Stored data
⟨
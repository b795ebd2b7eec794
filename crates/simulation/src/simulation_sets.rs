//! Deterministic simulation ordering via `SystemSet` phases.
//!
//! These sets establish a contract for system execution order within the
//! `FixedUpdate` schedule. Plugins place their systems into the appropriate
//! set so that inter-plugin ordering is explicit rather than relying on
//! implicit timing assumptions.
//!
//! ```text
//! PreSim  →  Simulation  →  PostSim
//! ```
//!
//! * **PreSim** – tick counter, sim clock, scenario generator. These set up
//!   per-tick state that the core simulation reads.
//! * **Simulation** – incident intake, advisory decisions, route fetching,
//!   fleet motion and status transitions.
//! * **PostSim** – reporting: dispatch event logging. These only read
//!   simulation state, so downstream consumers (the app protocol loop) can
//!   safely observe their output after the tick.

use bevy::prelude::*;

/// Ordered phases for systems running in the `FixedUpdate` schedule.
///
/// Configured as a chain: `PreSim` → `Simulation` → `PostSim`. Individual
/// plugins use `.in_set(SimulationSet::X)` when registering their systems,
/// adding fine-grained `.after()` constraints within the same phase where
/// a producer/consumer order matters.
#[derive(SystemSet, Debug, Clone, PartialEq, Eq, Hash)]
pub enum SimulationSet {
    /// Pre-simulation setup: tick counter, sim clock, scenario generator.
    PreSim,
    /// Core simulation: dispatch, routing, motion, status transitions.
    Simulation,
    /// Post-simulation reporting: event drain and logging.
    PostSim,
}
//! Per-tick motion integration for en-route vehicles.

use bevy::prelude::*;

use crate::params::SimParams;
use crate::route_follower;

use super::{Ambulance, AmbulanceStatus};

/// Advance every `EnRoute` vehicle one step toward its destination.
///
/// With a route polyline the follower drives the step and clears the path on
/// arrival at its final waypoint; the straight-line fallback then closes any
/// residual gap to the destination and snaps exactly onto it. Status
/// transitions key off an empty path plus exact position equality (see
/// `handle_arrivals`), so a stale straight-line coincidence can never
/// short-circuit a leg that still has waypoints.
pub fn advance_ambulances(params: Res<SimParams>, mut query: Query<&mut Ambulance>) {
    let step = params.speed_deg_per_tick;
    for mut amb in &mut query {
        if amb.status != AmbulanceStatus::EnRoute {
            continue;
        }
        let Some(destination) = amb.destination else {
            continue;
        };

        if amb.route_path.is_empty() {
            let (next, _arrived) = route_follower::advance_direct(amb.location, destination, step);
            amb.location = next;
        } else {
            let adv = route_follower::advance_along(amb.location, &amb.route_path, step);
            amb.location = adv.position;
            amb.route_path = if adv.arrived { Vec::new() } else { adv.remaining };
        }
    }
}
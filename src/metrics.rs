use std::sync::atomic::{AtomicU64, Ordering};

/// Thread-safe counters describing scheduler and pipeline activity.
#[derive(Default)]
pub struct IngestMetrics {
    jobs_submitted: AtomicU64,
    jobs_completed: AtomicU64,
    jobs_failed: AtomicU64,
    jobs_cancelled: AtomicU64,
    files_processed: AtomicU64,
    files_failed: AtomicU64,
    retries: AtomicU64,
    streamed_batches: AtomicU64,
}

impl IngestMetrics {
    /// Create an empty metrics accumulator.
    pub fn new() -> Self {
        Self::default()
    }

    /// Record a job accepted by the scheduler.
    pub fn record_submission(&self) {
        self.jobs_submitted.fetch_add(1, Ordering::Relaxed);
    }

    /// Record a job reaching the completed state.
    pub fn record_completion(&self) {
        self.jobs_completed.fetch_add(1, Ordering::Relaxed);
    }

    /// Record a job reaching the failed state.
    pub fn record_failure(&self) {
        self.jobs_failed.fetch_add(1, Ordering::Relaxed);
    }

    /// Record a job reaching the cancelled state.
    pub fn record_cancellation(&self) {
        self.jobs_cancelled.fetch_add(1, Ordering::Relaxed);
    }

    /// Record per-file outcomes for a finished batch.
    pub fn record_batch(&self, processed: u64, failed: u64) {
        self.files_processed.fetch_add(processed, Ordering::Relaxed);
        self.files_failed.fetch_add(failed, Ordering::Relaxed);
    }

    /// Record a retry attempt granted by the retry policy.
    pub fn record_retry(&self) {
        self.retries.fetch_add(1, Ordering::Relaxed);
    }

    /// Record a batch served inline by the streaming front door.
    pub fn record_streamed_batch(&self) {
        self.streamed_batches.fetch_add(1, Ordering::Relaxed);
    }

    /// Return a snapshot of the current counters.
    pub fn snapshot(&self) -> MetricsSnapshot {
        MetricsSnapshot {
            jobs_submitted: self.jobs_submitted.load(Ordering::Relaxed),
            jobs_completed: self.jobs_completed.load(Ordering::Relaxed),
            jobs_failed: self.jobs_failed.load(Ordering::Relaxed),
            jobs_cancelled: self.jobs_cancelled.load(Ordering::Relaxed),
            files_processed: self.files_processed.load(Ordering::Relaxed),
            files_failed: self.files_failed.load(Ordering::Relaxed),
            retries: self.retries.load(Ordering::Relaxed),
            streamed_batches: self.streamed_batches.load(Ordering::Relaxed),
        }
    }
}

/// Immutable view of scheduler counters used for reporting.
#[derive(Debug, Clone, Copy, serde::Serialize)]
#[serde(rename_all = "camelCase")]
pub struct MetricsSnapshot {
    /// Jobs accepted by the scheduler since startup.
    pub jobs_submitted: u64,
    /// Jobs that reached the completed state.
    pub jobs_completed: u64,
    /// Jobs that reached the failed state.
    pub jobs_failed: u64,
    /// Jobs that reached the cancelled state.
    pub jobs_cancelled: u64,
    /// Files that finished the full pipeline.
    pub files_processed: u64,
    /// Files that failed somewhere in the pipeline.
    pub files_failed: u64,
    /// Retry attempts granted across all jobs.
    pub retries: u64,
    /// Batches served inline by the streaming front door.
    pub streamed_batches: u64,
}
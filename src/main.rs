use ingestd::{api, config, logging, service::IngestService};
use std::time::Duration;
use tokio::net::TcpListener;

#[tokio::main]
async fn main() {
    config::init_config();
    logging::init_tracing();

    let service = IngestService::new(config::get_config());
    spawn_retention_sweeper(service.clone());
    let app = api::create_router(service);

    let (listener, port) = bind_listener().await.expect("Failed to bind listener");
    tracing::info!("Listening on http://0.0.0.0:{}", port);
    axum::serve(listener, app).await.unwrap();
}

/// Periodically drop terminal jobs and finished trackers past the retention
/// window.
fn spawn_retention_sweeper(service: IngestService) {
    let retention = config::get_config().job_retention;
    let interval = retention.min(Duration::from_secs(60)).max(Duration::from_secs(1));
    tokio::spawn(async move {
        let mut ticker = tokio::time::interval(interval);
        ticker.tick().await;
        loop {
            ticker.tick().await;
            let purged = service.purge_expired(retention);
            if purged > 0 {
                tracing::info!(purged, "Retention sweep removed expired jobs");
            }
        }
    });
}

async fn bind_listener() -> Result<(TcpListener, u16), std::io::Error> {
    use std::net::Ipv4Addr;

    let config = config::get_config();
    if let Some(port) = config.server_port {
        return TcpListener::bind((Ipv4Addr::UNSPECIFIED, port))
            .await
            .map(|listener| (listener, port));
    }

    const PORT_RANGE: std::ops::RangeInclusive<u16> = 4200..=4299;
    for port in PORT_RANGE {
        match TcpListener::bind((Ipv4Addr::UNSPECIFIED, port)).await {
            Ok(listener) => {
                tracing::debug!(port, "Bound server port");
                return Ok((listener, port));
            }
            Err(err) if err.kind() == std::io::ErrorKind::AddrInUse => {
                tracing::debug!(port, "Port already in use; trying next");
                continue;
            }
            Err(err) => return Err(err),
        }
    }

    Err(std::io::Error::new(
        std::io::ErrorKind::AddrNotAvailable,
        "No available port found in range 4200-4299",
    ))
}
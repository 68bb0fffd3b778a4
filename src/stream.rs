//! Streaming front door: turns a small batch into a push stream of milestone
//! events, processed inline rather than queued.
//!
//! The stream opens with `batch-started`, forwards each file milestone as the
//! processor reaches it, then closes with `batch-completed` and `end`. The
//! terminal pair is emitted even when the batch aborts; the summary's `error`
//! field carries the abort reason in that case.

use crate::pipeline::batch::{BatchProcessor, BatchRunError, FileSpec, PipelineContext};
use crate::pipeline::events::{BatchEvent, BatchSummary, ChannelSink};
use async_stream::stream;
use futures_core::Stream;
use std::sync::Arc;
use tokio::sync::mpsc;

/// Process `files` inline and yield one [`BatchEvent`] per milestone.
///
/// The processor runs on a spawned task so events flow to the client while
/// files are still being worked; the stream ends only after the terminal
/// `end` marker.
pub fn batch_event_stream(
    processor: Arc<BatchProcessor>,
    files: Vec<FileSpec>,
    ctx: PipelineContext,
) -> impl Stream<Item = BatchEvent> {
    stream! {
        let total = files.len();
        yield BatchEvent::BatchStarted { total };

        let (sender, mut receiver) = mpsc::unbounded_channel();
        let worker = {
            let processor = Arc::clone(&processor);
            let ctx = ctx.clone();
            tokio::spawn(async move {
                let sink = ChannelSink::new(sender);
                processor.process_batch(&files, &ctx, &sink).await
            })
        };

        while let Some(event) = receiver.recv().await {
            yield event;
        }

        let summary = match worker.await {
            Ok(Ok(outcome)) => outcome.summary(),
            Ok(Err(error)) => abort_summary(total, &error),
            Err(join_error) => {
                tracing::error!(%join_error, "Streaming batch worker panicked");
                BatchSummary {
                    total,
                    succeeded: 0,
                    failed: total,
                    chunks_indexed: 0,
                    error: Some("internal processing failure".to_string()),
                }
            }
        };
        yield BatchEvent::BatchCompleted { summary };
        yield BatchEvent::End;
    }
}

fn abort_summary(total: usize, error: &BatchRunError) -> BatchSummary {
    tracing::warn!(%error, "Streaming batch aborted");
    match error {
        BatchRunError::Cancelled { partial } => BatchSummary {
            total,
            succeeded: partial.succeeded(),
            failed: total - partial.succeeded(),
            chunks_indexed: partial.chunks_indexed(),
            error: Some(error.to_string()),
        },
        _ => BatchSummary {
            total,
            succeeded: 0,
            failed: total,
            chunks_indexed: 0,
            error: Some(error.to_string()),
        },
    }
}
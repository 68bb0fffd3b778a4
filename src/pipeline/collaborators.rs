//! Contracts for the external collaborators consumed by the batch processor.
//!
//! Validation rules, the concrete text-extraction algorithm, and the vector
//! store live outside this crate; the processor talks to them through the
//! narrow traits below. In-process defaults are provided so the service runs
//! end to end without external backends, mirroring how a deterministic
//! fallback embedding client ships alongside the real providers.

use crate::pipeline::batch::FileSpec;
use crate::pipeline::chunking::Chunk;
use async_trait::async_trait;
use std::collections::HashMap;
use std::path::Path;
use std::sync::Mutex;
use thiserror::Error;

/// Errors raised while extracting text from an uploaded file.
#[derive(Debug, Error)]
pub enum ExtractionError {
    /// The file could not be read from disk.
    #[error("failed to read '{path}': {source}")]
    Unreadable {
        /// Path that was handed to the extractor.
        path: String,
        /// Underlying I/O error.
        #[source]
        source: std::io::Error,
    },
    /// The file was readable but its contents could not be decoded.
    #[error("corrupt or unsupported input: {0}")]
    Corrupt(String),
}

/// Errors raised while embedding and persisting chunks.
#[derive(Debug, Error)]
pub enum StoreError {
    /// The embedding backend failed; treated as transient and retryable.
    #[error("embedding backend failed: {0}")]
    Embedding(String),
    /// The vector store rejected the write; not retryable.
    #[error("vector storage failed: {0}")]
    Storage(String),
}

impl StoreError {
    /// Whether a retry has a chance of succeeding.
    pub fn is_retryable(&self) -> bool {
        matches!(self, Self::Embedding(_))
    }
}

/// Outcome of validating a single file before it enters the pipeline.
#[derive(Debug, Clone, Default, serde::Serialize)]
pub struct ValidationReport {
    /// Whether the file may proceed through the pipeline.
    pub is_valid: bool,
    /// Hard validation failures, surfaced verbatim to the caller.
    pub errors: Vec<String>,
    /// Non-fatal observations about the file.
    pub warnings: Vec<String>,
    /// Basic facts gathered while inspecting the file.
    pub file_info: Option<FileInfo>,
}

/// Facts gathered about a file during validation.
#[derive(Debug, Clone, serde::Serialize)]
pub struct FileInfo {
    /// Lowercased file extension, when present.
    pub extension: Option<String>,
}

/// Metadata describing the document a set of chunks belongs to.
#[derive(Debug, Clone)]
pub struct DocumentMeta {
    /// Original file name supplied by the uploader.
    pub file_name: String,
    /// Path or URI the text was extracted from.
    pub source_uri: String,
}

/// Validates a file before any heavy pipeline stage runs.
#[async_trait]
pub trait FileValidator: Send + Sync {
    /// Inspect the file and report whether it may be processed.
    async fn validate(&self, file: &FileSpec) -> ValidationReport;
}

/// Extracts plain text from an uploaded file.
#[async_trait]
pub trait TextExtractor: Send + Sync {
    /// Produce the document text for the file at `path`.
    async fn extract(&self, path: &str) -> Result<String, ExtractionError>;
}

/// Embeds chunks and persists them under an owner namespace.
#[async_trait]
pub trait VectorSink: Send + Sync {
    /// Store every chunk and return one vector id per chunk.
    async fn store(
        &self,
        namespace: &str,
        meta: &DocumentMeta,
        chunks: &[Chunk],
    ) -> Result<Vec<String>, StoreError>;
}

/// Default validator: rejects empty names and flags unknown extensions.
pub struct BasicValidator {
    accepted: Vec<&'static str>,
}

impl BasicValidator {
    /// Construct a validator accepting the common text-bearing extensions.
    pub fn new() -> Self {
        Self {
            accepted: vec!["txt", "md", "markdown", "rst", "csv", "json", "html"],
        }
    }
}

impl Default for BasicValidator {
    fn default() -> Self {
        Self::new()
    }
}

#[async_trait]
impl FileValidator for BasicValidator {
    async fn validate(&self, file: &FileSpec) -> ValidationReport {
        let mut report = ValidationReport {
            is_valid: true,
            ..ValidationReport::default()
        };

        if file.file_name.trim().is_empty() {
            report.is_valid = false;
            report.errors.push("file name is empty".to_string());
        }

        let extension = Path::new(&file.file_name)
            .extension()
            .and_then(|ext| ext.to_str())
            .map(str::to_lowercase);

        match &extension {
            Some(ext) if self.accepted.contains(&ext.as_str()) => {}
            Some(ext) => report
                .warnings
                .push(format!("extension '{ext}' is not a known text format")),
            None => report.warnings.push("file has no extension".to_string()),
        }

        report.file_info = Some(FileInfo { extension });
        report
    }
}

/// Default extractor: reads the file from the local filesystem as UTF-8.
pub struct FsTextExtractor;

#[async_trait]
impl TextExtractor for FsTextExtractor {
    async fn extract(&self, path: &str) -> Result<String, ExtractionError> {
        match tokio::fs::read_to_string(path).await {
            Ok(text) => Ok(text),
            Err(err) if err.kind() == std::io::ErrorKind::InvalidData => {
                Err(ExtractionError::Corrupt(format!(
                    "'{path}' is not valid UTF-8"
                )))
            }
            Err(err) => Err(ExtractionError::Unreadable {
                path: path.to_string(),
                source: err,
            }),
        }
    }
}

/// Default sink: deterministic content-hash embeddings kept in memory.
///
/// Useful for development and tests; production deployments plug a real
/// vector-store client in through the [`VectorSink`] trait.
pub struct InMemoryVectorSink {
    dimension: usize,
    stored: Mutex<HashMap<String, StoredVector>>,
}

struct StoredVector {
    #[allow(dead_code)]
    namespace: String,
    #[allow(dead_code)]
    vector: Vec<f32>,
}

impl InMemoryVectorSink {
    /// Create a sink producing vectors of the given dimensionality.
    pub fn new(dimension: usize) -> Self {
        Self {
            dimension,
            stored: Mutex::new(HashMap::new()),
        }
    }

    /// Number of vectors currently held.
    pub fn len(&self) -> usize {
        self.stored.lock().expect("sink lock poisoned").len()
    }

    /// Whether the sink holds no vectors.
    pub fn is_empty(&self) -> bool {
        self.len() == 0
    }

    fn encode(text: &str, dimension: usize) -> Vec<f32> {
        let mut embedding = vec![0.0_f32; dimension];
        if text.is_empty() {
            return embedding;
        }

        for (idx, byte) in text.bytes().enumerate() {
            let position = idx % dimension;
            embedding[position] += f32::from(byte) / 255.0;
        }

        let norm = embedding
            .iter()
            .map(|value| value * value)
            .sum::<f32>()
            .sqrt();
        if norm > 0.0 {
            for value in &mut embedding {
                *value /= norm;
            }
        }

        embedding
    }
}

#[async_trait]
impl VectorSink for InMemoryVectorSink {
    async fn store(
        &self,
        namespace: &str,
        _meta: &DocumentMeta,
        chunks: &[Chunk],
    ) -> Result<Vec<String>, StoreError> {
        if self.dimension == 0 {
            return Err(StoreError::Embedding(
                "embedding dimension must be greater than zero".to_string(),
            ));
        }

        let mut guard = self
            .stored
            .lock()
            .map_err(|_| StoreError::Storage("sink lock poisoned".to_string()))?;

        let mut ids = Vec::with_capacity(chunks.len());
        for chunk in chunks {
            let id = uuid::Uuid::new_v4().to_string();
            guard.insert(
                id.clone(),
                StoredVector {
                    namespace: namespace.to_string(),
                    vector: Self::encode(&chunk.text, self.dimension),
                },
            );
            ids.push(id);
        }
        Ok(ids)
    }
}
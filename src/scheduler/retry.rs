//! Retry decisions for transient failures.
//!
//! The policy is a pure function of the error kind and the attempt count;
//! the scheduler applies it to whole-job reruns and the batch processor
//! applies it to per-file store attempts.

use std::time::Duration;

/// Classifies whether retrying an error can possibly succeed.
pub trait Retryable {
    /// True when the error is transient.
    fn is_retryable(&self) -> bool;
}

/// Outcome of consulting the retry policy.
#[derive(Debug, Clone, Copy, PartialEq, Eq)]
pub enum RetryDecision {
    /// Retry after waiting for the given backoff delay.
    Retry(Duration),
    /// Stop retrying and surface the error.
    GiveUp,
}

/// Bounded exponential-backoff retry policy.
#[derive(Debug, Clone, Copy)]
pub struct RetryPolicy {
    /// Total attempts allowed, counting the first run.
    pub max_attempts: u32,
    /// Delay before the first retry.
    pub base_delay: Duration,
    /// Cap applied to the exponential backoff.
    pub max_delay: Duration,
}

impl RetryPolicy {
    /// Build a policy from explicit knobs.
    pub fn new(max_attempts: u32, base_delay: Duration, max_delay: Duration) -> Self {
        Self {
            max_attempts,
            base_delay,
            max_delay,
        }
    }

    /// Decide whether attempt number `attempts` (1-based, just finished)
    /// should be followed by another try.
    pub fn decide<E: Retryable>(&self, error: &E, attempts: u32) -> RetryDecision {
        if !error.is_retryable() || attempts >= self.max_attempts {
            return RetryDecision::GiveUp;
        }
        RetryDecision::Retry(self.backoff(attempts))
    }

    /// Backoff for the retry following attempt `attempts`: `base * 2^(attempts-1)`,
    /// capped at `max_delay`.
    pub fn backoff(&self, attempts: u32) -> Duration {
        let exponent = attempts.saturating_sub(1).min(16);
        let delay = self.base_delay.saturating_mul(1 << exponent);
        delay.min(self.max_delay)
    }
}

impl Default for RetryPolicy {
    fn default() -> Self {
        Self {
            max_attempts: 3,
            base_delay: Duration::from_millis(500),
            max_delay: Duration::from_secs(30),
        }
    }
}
⟩
AIM OF THE TASK:
Across all the entries above, count each line that has the word "ChannelSink" in it, and give only the count.

EXERCISE OUTPUT:
2